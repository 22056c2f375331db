//! Workspace path containment.
//!
//! Lexical checks alone miss symlinks and symlink checks alone miss
//! `..`; `safe_join` applies both before a path is trusted.

use std::path::{Component, Path, PathBuf};

use path_clean::PathClean;

use crate::error::{StoreError, StoreResult};

/// Join `relative` onto `root` without ever leaving `root`.
///
/// Rejects absolute inputs and any `..` component, before and after
/// lexical normalization. Every existing segment of the joined path is
/// then probed: a segment that is a symbolic link must resolve inside
/// the canonical root. Returns the lexically resolved absolute path,
/// which may not exist yet.
pub fn safe_join(root: &Path, relative: &str) -> StoreResult<PathBuf> {
    let rel = Path::new(relative);
    if rel.is_absolute() {
        return Err(StoreError::PathTraversal(relative.to_string()));
    }
    if has_parent_component(rel) {
        return Err(StoreError::PathTraversal(relative.to_string()));
    }

    let cleaned = rel.clean();
    if cleaned.is_absolute() || has_parent_component(&cleaned) {
        return Err(StoreError::PathTraversal(relative.to_string()));
    }

    let root_real = root.canonicalize()?;
    if cleaned == Path::new(".") {
        return Ok(root_real);
    }

    let mut probe = root_real.clone();
    for component in cleaned.components() {
        let Component::Normal(segment) = component else {
            continue;
        };
        probe.push(segment);
        let meta = match std::fs::symlink_metadata(&probe) {
            Ok(meta) => meta,
            // First missing segment: nothing beyond it exists to check.
            Err(err) if err.kind() == std::io::ErrorKind::NotFound => break,
            Err(err) => return Err(err.into()),
        };
        if meta.file_type().is_symlink() {
            let target = probe.canonicalize()?;
            if !target.starts_with(&root_real) {
                return Err(StoreError::SymlinkEscape(relative.to_string()));
            }
        }
    }

    Ok(root_real.join(cleaned))
}

fn has_parent_component(path: &Path) -> bool {
    path.components()
        .any(|component| matches!(component, Component::ParentDir))
}
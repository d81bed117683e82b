//! Persistence error classification and retry
//!
//! Each write attempt ends in success, a retryable failure or a terminal
//! failure. Only [`ErrorClass::Transient`] failures are retried, with a
//! linearly growing delay; everything else returns immediately.

use crate::config::RetryConfig;
use crate::core::executor::RecordOutcome;
use crate::domain::{ErrorClass, StoreError, StoreResult};
use std::future::Future;
use std::time::Duration;

/// Bounded linear-backoff retry policy
#[derive(Debug, Clone, Copy, PartialEq, Eq)]
pub struct RetryPolicy {
    /// Retries after the first attempt
    pub max_retries: usize,
    /// Delay before retry `n` is `n * base_delay`
    pub base_delay: Duration,
}

impl RetryPolicy {
    pub fn new(max_retries: usize, base_delay_ms: u64) -> Self {
        Self {
            max_retries,
            base_delay: Duration::from_millis(base_delay_ms),
        }
    }

    pub fn from_config(config: &RetryConfig) -> Self {
        Self::new(config.max_retries, config.base_delay_ms)
    }

    /// Delay before the given retry (1-based)
    pub fn delay_for(&self, retry: usize) -> Duration {
        self.base_delay.saturating_mul(retry as u32)
    }
}

impl Default for RetryPolicy {
    fn default() -> Self {
        Self::from_config(&RetryConfig::default())
    }
}

/// Final state of one guarded write
#[derive(Debug, Clone, PartialEq)]
pub enum WriteOutcome<T> {
    /// The write succeeded
    Written(T),
    /// A uniqueness constraint fired; the next upsert reconciles the row
    AlreadyExists(StoreError),
    /// Not found, invalid input or unclassified; retrying cannot help
    Rejected(StoreError),
    /// Transient failures outlasted the retry budget
    Exhausted(StoreError),
}

impl<T> WriteOutcome<T> {
    /// How the write counts toward the seeder's tally
    pub fn record_outcome(&self) -> RecordOutcome {
        match self {
            WriteOutcome::Written(_) => RecordOutcome::Created,
            WriteOutcome::AlreadyExists(_) => RecordOutcome::Skipped,
            WriteOutcome::Rejected(_) | WriteOutcome::Exhausted(_) => RecordOutcome::Error,
        }
    }

    pub fn is_written(&self) -> bool {
        matches!(self, WriteOutcome::Written(_))
    }
}

/// Runs `op` under the retry policy
///
/// `label` identifies the record in every log line, e.g. `"programs:1042"`.
/// Failures never propagate; they are folded into the returned outcome.
pub async fn execute_write<T, F, Fut>(label: &str, policy: &RetryPolicy, mut op: F) -> WriteOutcome<T>
where
    F: FnMut() -> Fut,
    Fut: Future<Output = StoreResult<T>>,
{
    let mut retries = 0;

    loop {
        let error = match op().await {
            Ok(value) => return WriteOutcome::Written(value),
            Err(e) => e,
        };

        match error.class() {
            ErrorClass::Transient if retries < policy.max_retries => {
                retries += 1;
                let delay = policy.delay_for(retries);
                crate::log_retry_attempt!(
                    label,
                    retries,
                    policy.max_retries,
                    delay.as_millis() as u64,
                    error
                );
                tokio::time::sleep(delay).await;
            }
            ErrorClass::Transient => {
                tracing::error!(
                    context = %label,
                    retries = retries,
                    error = %error,
                    "Write failed after exhausting retries"
                );
                return WriteOutcome::Exhausted(error);
            }
            ErrorClass::Conflict => {
                tracing::warn!(
                    context = %label,
                    error = %error,
                    "Uniqueness violation treated as existing row"
                );
                return WriteOutcome::AlreadyExists(error);
            }
            ErrorClass::NotFound | ErrorClass::Validation | ErrorClass::Other => {
                tracing::error!(
                    context = %label,
                    class = ?error.class(),
                    error = %error,
                    "Write rejected"
                );
                return WriteOutcome::Rejected(error);
            }
        }
    }
}
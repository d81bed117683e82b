//! Health command implementation

use super::{exit_code_for, EXIT_CONFIG, EXIT_CONNECTION};
use crate::adapters::database::create_store;
use crate::config::load_config;
use clap::Args;

/// Arguments for the health command
#[derive(Args, Debug)]
pub struct HealthArgs {
    /// Apply the schema before probing
    #[arg(long)]
    pub ensure_schema: bool,
}

impl HealthArgs {
    /// Execute the health command
    pub async fn execute(&self, config_path: &str) -> anyhow::Result<i32> {
        println!("🩺 Checking store health");
        println!();

        let config = match load_config(config_path) {
            Ok(c) => c,
            Err(e) => {
                println!("❌ Failed to load configuration file");
                println!("   Error: {e}");
                return Ok(EXIT_CONFIG);
            }
        };

        let store = match create_store(&config, false) {
            Ok(s) => s,
            Err(e) => {
                println!("❌ Failed to create store");
                println!("   Error: {e}");
                return Ok(exit_code_for(&e));
            }
        };

        if self.ensure_schema {
            if let Err(e) = store.ensure_schema().await {
                println!("❌ Failed to apply schema");
                println!("   Error: {e}");
                return Ok(EXIT_CONNECTION);
            }
            println!("✅ Schema applied");
        }

        match store.health_check().await {
            Ok(health) if health.is_healthy() => {
                println!("✅ {} is healthy", store.backend_name());
                println!("   Response time: {} ms", health.response_time_ms);
                Ok(0)
            }
            Ok(health) => {
                println!("❌ {} reported status '{}'", store.backend_name(), health.status);
                println!("   Response time: {} ms", health.response_time_ms);
                Ok(EXIT_CONNECTION)
            }
            Err(e) => {
                tracing::error!(error = %e, "Health check failed");
                println!("❌ {} is unreachable", store.backend_name());
                println!("   Error: {e}");
                Ok(EXIT_CONNECTION)
            }
        }
    }
}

▬▬▬

For this exercise, gather every line of the data that contains the word "target".

COMPLETED TASK -
            let target = probe.canonicalize()?;
            if !target.starts_with(&root_real) {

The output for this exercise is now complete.